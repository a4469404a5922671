//! Expression type inference.
//!
//! Every expression form maps to a type; anything the checker does not
//! understand infers as `any`. Recursion is bounded by
//! `CheckerOptions::max_expression_depth`.

use crate::state::TypeChecker;
use scry_ast::{
    ArrayExpression, AssignmentExpression, BinaryExpression, CallExpression, Identifier, Literal,
    LiteralKind, MemberExpression, Node, ObjectExpression, PropertyKind, UnaryExpression,
};
use scry_binder::{ScopeKind, SymbolKind};
use scry_common::diagnostics::diagnostic_messages;
use scry_common::{Atom, Diagnostic, TextRange};
use scry_solver::{PropertyInfo, TypeData, TypeId, get_property_type, instantiate_generic_call};
use tracing::trace;
impl TypeInterner {
    pub fn new() -> Self {
        let interner = TypeInterner {
            strings: RefCell::new(Interner::new()),
            types: RefCell::new(Vec::with_capacity(64)),
            ids: RefCell::new(FxHashMap::default()),
            classes: RefCell::new(Vec::new()),
            primitive_members: RefCell::new(FxHashMap::default()),
            next_type_var: Cell::new(0),
            generic_instances: RefCell::new(FxHashMap::default()),
            call_bindings: RefCell::new(FxHashMap::default()),
        };

        // Order must match the `TypeId` constants.
        let intrinsics = [
            TypeData::Any,
            TypeData::Unknown,
            TypeData::Never,
            TypeData::Void,
            TypeData::Primitive(PrimitiveKind::String),
            TypeData::Primitive(PrimitiveKind::Number),
            TypeData::Primitive(PrimitiveKind::Boolean),
            TypeData::Primitive(PrimitiveKind::Null),
            TypeData::Primitive(PrimitiveKind::Undefined),
            TypeData::Primitive(PrimitiveKind::Symbol),
            TypeData::Primitive(PrimitiveKind::BigInt),
        ];
        for data in intrinsics {
            interner.intern(data);
        }
        debug_assert_eq!(interner.len() as u32, TypeId::FIRST_USER);
        interner
    }

    // =========================================================================
    // Core interning
    // =========================================================================

    /// Intern a type structure, returning the existing id when it was seen before.
    pub fn intern(&self, data: TypeData) -> TypeId {
        if let Some(&id) = self.ids.borrow().get(&data) {
            return id;
        }
        let mut types = self.types.borrow_mut();
        let id = TypeId(types.len() as u32);
        types.push(data.clone());
        self.ids.borrow_mut().insert(data, id);
        id
    }

    /// Look up the structure of a type.
    pub fn lookup(&self, id: TypeId) -> Option<TypeData> {
        self.types.borrow().get(id.0 as usize).cloned()
    }

    /// The variant tag of a type. Unknown ids report `Any`.
    pub fn kind(&self, id: TypeId) -> TypeKind {
        self.types
            .borrow()
            .get(id.0 as usize)
            .map_or(TypeKind::Any, TypeData::kind)
    }

    pub fn len(&self) -> usize {
        self.types.borrow().len()
    }

    pub fn is_empty(&self) -> bool {
        self.len() == 0
    }

    // =========================================================================
    // Strings
    // =========================================================================

    pub fn intern_string(&self, text: &str) -> Atom {
        self.strings.borrow_mut().intern(text)
    }

    pub fn resolve_atom(&self, atom: Atom) -> Arc<str> {
        self.strings.borrow().resolve(atom)
    }

    /// Look up an atom without interning it.
    pub fn find_atom(&self, text: &str) -> Option<Atom> {
        self.strings.borrow().get(text)
    }

    // =========================================================================
    // Constructors
    // =========================================================================

    pub fn array(&self, element: TypeId) -> TypeId {
        self.intern(TypeData::Array(element))
    }

    pub fn object(&self, properties: Vec<PropertyInfo>) -> TypeId {
        self.intern(TypeData::Object(Arc::new(ObjectShape { properties })))
    }

    /// Object type from `(name, type)` pairs, all required.
    pub fn object_from_pairs(&self, pairs: &[(&str, TypeId)]) -> TypeId {
        let properties = pairs
            .iter()
            .map(|(name, ty)| PropertyInfo::new(self.intern_string(name), *ty))
            .collect();
        self.object(properties)
    }

    pub fn function(&self, shape: FunctionShape) -> TypeId {
        self.intern(TypeData::Function(Arc::new(shape)))
    }

    /// Function type from `(name, type)` pairs, all parameters required.
    pub fn simple_function(&self, params: &[(&str, TypeId)], return_type: TypeId) -> TypeId {
        let params = params
            .iter()
            .map(|(name, ty)| ParamInfo::required(self.intern_string(name), *ty))
            .collect();
        self.function(FunctionShape::new(params, return_type))
    }

    /// Create a fresh type variable. Every call yields a distinct type, even
    /// for a repeated name.
    pub fn type_variable(&self, name: &str, constraint: Option<TypeId>) -> TypeId {
        let id = self.next_type_var.get();
        self.next_type_var.set(id + 1);
        let name = self.intern_string(name);
        self.intern(TypeData::TypeVariable(TypeVarInfo {
            name,
            constraint,
            id,
        }))
    }

    pub fn generic(&self, base: TypeId, type_params: Vec<TypeId>) -> TypeId {
        if type_params.is_empty() {
            return base;
        }
        self.intern(TypeData::Generic(Arc::new(GenericShape { base, type_params })))
    }

    // =========================================================================
    // Unions
    // =========================================================================

    /// Intern a union type, flattening nested unions, dropping `never` and
    /// deduplicating members. Member order is first-occurrence order.
    ///
    /// - no members: `never`
    /// - one distinct member: that member
    /// - any member `any`: `any`; otherwise any member `unknown`: `unknown`
    pub fn union(&self, members: Vec<TypeId>) -> TypeId {
        self.union_from_iter(members)
    }

    pub fn union2(&self, left: TypeId, right: TypeId) -> TypeId {
        self.union_from_iter([left, right])
    }

    fn union_from_iter<I>(&self, members: I) -> TypeId
    where
        I: IntoIterator<Item = TypeId>,
    {
        let mut flat: TypeListBuffer = SmallVec::new();
        for member in members {
            self.push_union_member(&mut flat, member);
        }
        self.normalize_union(flat)
    }

    fn push_union_member(&self, flat: &mut TypeListBuffer, member: TypeId) {
        if let Some(TypeData::Union(inner)) = self.lookup(member) {
            for &inner_member in inner.iter() {
                self.push_union_member(flat, inner_member);
            }
        } else if member != TypeId::NEVER && !flat.contains(&member) {
            flat.push(member);
        }
    }

    fn normalize_union(&self, mut flat: TypeListBuffer) -> TypeId {
        if flat.contains(&TypeId::ANY) {
            return TypeId::ANY;
        }
        if flat.contains(&TypeId::UNKNOWN) {
            return TypeId::UNKNOWN;
        }

        // Interning already merged identical structures; classes are stored by
        // id, so structurally identical class bodies need a relation check.
        let mut i = 0;
        while i < flat.len() {
            let candidate = flat[i];
            let duplicate = flat[..i]
                .iter()
                .any(|&earlier| crate::relation::types_equal(self, earlier, candidate));
            if duplicate {
                flat.remove(i);
            } else {
                i += 1;
            }
        }

        match flat.len() {
            0 => TypeId::NEVER,
            1 => flat[0],
            _ => {
                let members: Arc<[TypeId]> = flat.into_vec().into();
                self.intern(TypeData::Union(members))
            }
        }
    }

    /// Members of a union, or the type itself for non-unions.
    pub fn union_members(&self, id: TypeId) -> Vec<TypeId> {
        match self.lookup(id) {
            Some(TypeData::Union(members)) => members.to_vec(),
            _ => vec![id],
        }
    }

    // =========================================================================
    // Classes
    // =========================================================================

    /// Register a new class body and return its id.
    pub fn declare_class(&self, name: &str, super_class: Option<ClassId>) -> ClassId {
        let name = self.intern_string(name);
        let mut classes = self.classes.borrow_mut();
        let id = ClassId(classes.len() as u32);
        classes.push(ClassDef::new(name, super_class));
        trace!(class_id = id.0, "declared class");
        id
    }

    /// The class value type (`typeof C`).
    pub fn class_type(&self, class: ClassId) -> TypeId {
        self.intern(TypeData::Class(class))
    }

    /// The instance type (`C`).
    pub fn instance_type(&self, class: ClassId) -> TypeId {
        self.intern(TypeData::Instance(class))
    }

    /// Snapshot of a class body.
    pub fn class_def(&self, class: ClassId) -> Option<ClassDef> {
        self.classes.borrow().get(class.0 as usize).cloned()
    }

    pub fn class_name(&self, class: ClassId) -> Option<Arc<str>> {
        let name = self.classes.borrow().get(class.0 as usize)?.name;
        Some(self.resolve_atom(name))
    }

    pub fn super_class(&self, class: ClassId) -> Option<ClassId> {
        self.classes.borrow().get(class.0 as usize)?.super_class
    }

    /// Set the superclass. Callers are responsible for rejecting cycles
    /// (see `would_create_inheritance_cycle`).
    pub fn set_super_class(&self, class: ClassId, super_class: Option<ClassId>) {
        if let Some(def) = self.classes.borrow_mut().get_mut(class.0 as usize) {
            def.super_class = super_class;
        }
    }

    pub fn add_instance_member(&self, class: ClassId, name: Atom, type_id: TypeId) {
        if let Some(def) = self.classes.borrow_mut().get_mut(class.0 as usize) {
            def.instance_members.insert(name, type_id);
        }
    }

    pub fn add_static_member(&self, class: ClassId, name: Atom, type_id: TypeId) {
        if let Some(def) = self.classes.borrow_mut().get_mut(class.0 as usize) {
            def.static_members.insert(name, type_id);
        }
    }

    pub fn set_constructor_type(&self, class: ClassId, type_id: TypeId) {
        if let Some(def) = self.classes.borrow_mut().get_mut(class.0 as usize) {
            def.constructor_type = Some(type_id);
        }
    }

    /// Own (non-inherited) instance member.
    pub fn own_instance_member(&self, class: ClassId, name: Atom) -> Option<TypeId> {
        self.classes
            .borrow()
            .get(class.0 as usize)?
            .instance_members
            .get(&name)
            .copied()
    }

    /// Own (non-inherited) static member.
    pub fn own_static_member(&self, class: ClassId, name: Atom) -> Option<TypeId> {
        self.classes
            .borrow()
            .get(class.0 as usize)?
            .static_members
            .get(&name)
            .copied()
    }

    pub fn class_count(&self) -> usize {
        self.classes.borrow().len()
    }

    // =========================================================================
    // Primitive members
    // =========================================================================

    /// Register a member on a primitive (e.g. `string.length`). The member
    /// map is populated by the host environment, not by the solver.
    pub fn set_primitive_member(&self, kind: PrimitiveKind, name: &str, type_id: TypeId) {
        let name = self.intern_string(name);
        self.primitive_members
            .borrow_mut()
            .entry(kind)
            .or_default()
            .insert(name, type_id);
    }

    pub fn primitive_member(&self, kind: PrimitiveKind, name: Atom) -> Option<TypeId> {
        self.primitive_members
            .borrow()
            .get(&kind)?
            .get(&name)
            .copied()
    }

    pub fn primitive_members(&self, kind: PrimitiveKind) -> Vec<(Atom, TypeId)> {
        self.primitive_members
            .borrow()
            .get(&kind)
            .map(|members| members.iter().map(|(&k, &v)| (k, v)).collect())
            .unwrap_or_default()
    }

    // =========================================================================
    // Memoisation
    // =========================================================================

    pub(crate) fn cached_generic_instance(&self, generic: TypeId, args: &[TypeId]) -> Option<TypeId> {
        self.generic_instances
            .borrow()
            .get(&args_key(generic, args))
            .copied()
    }

    pub(crate) fn cache_generic_instance(&self, generic: TypeId, args: &[TypeId], instance: TypeId) {
        self.generic_instances
            .borrow_mut()
            .insert(args_key(generic, args), instance);
    }

    pub(crate) fn cached_call_bindings(
        &self,
        callee: TypeId,
        args: &[TypeId],
    ) -> Option<TypeSubstitution> {
        self.call_bindings
            .borrow()
            .get(&args_key(callee, args))
            .cloned()
    }

    pub(crate) fn cache_call_bindings(
        &self,
        callee: TypeId,
        args: &[TypeId],
        bindings: TypeSubstitution,
    ) {
        self.call_bindings
            .borrow_mut()
            .insert(args_key(callee, args), bindings);
    }

    // =========================================================================
    // Convenience queries
    // =========================================================================

    pub fn array_element(&self, id: TypeId) -> Option<TypeId> {
        match self.lookup(id)? {
            TypeData::Array(element) => Some(element),
            _ => None,
        }
    }

    pub fn function_shape(&self, id: TypeId) -> Option<Arc<FunctionShape>> {
        match self.lookup(id)? {
            TypeData::Function(shape) => Some(shape),
            TypeData::Generic(generic) => self.function_shape(generic.base),
            _ => None,
        }
    }

    pub fn object_shape(&self, id: TypeId) -> Option<Arc<ObjectShape>> {
        match self.lookup(id)? {
            TypeData::Object(shape) => Some(shape),
            _ => None,
        }
    }

    pub fn type_var_info(&self, id: TypeId) -> Option<TypeVarInfo> {
        match self.lookup(id)? {
            TypeData::TypeVariable(info) => Some(info),
            _ => None,
        }
    }

    /// The class behind a `Class` or `Instance` type.
    pub fn class_of(&self, id: TypeId) -> Option<ClassId> {
        match self.lookup(id)? {
            TypeData::Class(class) | TypeData::Instance(class) => Some(class),
            _ => None,
        }
    }

    /// Display a type. See [`TypeFormatter`](crate::TypeFormatter).
    pub fn display(&self, id: TypeId) -> String {
        crate::format::TypeFormatter::new(self).format(id)
    }
}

* INSTRUCTIONS FOR THE TASK *
Only the lines above from the line with "fn push_union_member(&self, flat: &mut" to the line with "return its id.", those two lines included, should be reproduced exactly.

* SOLUTION TO THIS EXERCISE *
    fn push_union_member(&self, flat: &mut TypeListBuffer, member: TypeId) {
        if let Some(TypeData::Union(inner)) = self.lookup(member) {
            for &inner_member in inner.iter() {
                self.push_union_member(flat, inner_member);
            }
        } else if member != TypeId::NEVER && !flat.contains(&member) {
            flat.push(member);
        }
    }

    fn normalize_union(&self, mut flat: TypeListBuffer) -> TypeId {
        if flat.contains(&TypeId::ANY) {
            return TypeId::ANY;
        }
        if flat.contains(&TypeId::UNKNOWN) {
            return TypeId::UNKNOWN;
        }

        // Interning already merged identical structures; classes are stored by
        // id, so structurally identical class bodies need a relation check.
        let mut i = 0;
        while i < flat.len() {
            let candidate = flat[i];
            let duplicate = flat[..i]
                .iter()
                .any(|&earlier| crate::relation::types_equal(self, earlier, candidate));
            if duplicate {
                flat.remove(i);
            } else {
                i += 1;
            }
        }

        match flat.len() {
            0 => TypeId::NEVER,
            1 => flat[0],
            _ => {
                let members: Arc<[TypeId]> = flat.into_vec().into();
                self.intern(TypeData::Union(members))
            }
        }
    }

    /// Members of a union, or the type itself for non-unions.
    pub fn union_members(&self, id: TypeId) -> Vec<TypeId> {
        match self.lookup(id) {
            Some(TypeData::Union(members)) => members.to_vec(),
            _ => vec![id],
        }
    }

    // =========================================================================
    // Classes
    // =========================================================================

    /// Register a new class body and return its id.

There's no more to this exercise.